→ **Directions for this task**: Please reproduce every record, keeping each one exactly as written.

→ **Entries provided**:

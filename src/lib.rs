pub mod config;
pub mod database;
pub mod dto;
pub mod error;
pub mod middleware;
pub mod models;
pub mod routes;
pub mod services;
pub mod workflow;

use std::sync::Arc;

use sqlx::PgPool;

use crate::services::{
    candidate_service::CandidateService,
    delivery_service::{TemplateDelivery, WebhookDeliveryService},
    dispatch_service::DispatchService,
    interview_service::InterviewService,
    sweep_service::InterviewSweepService,
};
use crate::workflow::{templates::TemplateRegistry, transitions::TransitionTable};

#[derive(Clone)]
pub struct AppState {
    pub pool: PgPool,
    pub transitions: Arc<TransitionTable>,
    pub templates: Arc<TemplateRegistry>,
    pub candidate_service: CandidateService,
    pub interview_service: InterviewService,
    pub dispatch_service: DispatchService,
    pub sweep_service: InterviewSweepService,
}

impl AppState {
    pub fn new(pool: PgPool) -> Self {
        let config = crate::config::get_config();
        let delivery: Arc<dyn TemplateDelivery> = Arc::new(WebhookDeliveryService::new(
            config.mail_webhook_url.clone(),
        ));
        Self::with_delivery(pool, config.mail_sender.clone(), delivery)
    }

    /// Wires the state with a caller-supplied delivery collaborator; used by
    /// the test suite to substitute the external mail gateway.
    pub fn with_delivery(
        pool: PgPool,
        mail_sender: String,
        delivery: Arc<dyn TemplateDelivery>,
    ) -> Self {
        let transitions = Arc::new(TransitionTable::new());
        let templates = Arc::new(TemplateRegistry::new(mail_sender));

        let candidate_service = CandidateService::new(pool.clone(), transitions.clone());
        let interview_service = InterviewService::new(pool.clone());
        let dispatch_service = DispatchService::new(
            pool.clone(),
            candidate_service.clone(),
            interview_service.clone(),
            templates.clone(),
            delivery,
        );
        let sweep_service = InterviewSweepService::new(pool.clone());

        Self {
            pool,
            transitions,
            templates,
            candidate_service,
            interview_service,
            dispatch_service,
            sweep_service,
        }
    }
}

→ **The answer**:
filename src/lib.rs
pub mod config;
pub mod database;
pub mod dto;
pub mod error;
pub mod middleware;
pub mod models;
pub mod routes;
pub mod services;
pub mod workflow;

use std::sync::Arc;

use sqlx::PgPool;

use crate::services::{
    candidate_service::CandidateService,
    delivery_service::{TemplateDelivery, WebhookDeliveryService},
    dispatch_service::DispatchService,
    interview_service::InterviewService,
    sweep_service::InterviewSweepService,
};
use crate::workflow::{templates::TemplateRegistry, transitions::TransitionTable};

#[derive(Clone)]
pub struct AppState {
    pub pool: PgPool,
    pub transitions: Arc<TransitionTable>,
    pub templates: Arc<TemplateRegistry>,
    pub candidate_service: CandidateService,
    pub interview_service: InterviewService,
    pub dispatch_service: DispatchService,
    pub sweep_service: InterviewSweepService,
}

impl AppState {
    pub fn new(pool: PgPool) -> Self {
        let config = crate::config::get_config();
        let delivery: Arc<dyn TemplateDelivery> = Arc::new(WebhookDeliveryService::new(
            config.mail_webhook_url.clone(),
        ));
        Self::with_delivery(pool, config.mail_sender.clone(), delivery)
    }

    /// Wires the state with a caller-supplied delivery collaborator; used by
    /// the test suite to substitute the external mail gateway.
    pub fn with_delivery(
        pool: PgPool,
        mail_sender: String,
        delivery: Arc<dyn TemplateDelivery>,
    ) -> Self {
        let transitions = Arc::new(TransitionTable::new());
        let templates = Arc::new(TemplateRegistry::new(mail_sender));

        let candidate_service = CandidateService::new(pool.clone(), transitions.clone());
        let interview_service = InterviewService::new(pool.clone());
        let dispatch_service = DispatchService::new(
            pool.clone(),
            candidate_service.clone(),
            interview_service.clone(),
            templates.clone(),
            delivery,
        );
        let sweep_service = InterviewSweepService::new(pool.clone());

        Self {
            pool,
            transitions,
            templates,
            candidate_service,
            interview_service,
            dispatch_service,
            sweep_service,
        }
    }
}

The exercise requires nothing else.